— TASK STATEMENT —
For this exercise, please reproduce the records below word for word, from the first line through the line with "country code form.".

(Stored data entries)
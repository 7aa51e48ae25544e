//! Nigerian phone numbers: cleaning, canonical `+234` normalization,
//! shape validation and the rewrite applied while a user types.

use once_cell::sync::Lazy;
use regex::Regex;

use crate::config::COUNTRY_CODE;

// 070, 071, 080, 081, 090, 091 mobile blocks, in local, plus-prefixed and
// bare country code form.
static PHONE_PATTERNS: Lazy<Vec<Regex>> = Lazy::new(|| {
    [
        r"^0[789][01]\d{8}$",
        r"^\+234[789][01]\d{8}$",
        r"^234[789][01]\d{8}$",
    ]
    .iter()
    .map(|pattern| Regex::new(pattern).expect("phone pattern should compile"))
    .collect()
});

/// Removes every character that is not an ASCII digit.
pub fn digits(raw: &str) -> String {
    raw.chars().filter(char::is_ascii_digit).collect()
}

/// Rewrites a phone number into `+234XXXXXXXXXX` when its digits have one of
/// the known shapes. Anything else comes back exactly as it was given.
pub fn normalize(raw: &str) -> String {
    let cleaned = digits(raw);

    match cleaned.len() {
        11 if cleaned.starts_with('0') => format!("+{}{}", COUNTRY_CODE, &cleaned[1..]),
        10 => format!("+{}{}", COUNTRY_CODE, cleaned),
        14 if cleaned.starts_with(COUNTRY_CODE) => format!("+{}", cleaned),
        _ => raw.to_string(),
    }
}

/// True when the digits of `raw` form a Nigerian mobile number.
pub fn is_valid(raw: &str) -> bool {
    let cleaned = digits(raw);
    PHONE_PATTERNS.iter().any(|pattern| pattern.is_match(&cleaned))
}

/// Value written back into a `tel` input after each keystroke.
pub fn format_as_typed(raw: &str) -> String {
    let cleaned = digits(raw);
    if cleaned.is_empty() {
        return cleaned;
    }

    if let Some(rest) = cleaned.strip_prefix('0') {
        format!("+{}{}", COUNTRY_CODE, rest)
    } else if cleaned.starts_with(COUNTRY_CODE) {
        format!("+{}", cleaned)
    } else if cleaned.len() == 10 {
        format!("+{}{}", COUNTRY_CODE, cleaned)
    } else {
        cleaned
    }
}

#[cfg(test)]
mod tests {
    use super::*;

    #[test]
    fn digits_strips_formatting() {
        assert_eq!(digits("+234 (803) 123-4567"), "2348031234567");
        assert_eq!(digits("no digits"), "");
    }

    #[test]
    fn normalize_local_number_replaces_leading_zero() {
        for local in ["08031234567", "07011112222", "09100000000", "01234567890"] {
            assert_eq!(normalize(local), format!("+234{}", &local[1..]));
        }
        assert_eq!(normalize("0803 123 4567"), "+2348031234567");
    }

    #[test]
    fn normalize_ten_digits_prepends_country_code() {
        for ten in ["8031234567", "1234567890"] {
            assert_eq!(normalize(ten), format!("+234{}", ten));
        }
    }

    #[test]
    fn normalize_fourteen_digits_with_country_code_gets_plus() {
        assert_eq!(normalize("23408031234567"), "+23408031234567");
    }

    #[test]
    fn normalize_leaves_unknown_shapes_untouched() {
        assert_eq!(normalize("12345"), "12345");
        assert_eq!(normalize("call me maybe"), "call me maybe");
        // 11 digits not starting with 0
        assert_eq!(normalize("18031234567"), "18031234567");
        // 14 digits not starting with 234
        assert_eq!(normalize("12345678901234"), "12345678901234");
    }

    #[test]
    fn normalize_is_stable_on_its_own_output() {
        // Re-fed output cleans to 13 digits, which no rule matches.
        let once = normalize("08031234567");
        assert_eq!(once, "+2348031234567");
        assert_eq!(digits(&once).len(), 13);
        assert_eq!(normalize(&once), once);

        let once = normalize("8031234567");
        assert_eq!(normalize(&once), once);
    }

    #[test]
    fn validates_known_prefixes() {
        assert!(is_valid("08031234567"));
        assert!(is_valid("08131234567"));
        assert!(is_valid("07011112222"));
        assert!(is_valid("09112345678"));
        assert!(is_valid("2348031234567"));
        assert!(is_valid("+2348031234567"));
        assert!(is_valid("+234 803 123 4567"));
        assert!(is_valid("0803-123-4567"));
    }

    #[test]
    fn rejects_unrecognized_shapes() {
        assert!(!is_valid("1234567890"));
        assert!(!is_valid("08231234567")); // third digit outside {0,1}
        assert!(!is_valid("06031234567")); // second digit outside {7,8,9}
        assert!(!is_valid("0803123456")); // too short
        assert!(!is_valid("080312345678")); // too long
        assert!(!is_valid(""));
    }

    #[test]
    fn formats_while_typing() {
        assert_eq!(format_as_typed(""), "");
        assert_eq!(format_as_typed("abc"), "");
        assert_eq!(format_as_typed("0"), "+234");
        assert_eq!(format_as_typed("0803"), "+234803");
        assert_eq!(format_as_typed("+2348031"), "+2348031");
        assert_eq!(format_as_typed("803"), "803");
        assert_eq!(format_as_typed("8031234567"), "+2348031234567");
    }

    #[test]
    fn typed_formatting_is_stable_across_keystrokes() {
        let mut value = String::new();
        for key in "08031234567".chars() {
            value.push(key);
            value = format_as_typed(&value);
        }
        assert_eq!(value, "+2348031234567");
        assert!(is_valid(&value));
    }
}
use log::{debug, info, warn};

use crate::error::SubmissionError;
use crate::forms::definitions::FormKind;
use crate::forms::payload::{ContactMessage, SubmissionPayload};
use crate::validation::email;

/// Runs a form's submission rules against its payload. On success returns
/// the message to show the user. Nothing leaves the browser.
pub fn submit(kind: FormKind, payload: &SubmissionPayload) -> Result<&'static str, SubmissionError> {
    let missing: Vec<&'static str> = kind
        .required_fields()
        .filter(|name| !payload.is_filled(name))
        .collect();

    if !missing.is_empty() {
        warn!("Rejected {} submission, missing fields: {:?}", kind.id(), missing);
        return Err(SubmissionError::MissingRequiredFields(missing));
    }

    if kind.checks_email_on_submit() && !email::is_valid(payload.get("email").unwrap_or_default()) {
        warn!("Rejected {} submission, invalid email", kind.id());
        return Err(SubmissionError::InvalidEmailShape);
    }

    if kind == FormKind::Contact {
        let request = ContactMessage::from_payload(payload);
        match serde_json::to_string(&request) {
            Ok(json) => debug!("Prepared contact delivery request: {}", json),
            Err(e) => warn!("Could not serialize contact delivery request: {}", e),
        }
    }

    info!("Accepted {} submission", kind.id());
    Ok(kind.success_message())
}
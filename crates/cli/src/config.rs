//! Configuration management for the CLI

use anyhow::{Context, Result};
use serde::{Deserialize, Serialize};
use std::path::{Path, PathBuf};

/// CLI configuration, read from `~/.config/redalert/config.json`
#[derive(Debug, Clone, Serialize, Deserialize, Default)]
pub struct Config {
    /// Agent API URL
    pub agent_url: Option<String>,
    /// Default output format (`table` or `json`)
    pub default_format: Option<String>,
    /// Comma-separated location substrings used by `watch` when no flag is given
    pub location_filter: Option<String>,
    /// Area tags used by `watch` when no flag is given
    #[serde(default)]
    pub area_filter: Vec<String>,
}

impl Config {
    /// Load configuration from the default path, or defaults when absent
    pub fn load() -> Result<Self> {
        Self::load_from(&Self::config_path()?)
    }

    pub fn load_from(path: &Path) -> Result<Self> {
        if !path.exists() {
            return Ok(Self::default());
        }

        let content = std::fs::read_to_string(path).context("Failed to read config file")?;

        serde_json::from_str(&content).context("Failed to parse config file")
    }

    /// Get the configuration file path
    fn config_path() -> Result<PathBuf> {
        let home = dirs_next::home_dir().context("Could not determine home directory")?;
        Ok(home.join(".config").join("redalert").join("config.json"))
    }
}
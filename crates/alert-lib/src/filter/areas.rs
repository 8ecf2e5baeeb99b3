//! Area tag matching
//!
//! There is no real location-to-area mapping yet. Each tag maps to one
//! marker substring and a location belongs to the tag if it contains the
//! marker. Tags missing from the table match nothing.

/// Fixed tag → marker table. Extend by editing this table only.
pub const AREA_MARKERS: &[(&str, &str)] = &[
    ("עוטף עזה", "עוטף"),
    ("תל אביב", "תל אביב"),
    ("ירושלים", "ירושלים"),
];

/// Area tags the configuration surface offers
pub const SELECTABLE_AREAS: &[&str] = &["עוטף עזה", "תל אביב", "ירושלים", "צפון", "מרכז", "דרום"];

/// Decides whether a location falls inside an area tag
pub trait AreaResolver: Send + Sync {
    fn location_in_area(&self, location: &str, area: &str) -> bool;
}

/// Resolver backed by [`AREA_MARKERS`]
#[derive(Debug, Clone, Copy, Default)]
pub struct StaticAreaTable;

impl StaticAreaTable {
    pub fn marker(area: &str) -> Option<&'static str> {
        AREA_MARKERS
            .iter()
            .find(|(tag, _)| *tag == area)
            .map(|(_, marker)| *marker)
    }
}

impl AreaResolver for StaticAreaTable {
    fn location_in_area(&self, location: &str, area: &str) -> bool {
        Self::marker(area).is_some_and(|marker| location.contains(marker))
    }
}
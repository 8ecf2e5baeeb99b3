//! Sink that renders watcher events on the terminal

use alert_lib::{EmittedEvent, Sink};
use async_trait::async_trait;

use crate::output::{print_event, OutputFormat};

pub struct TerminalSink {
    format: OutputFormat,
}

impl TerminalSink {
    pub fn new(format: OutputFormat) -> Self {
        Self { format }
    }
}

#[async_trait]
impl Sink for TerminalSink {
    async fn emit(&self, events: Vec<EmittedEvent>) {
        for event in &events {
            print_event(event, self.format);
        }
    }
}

— EXERCISE ANSWER —
repository 7aa51e48ae25544e
//! Nigerian phone numbers: cleaning, canonical `+234` normalization,
//! shape validation and the rewrite applied while a user types.

use once_cell::sync::Lazy;
use regex::Regex;

use crate::config::COUNTRY_CODE;

// 070, 071, 080, 081, 090, 091 mobile blocks, in local, plus-prefixed and
// bare country code form.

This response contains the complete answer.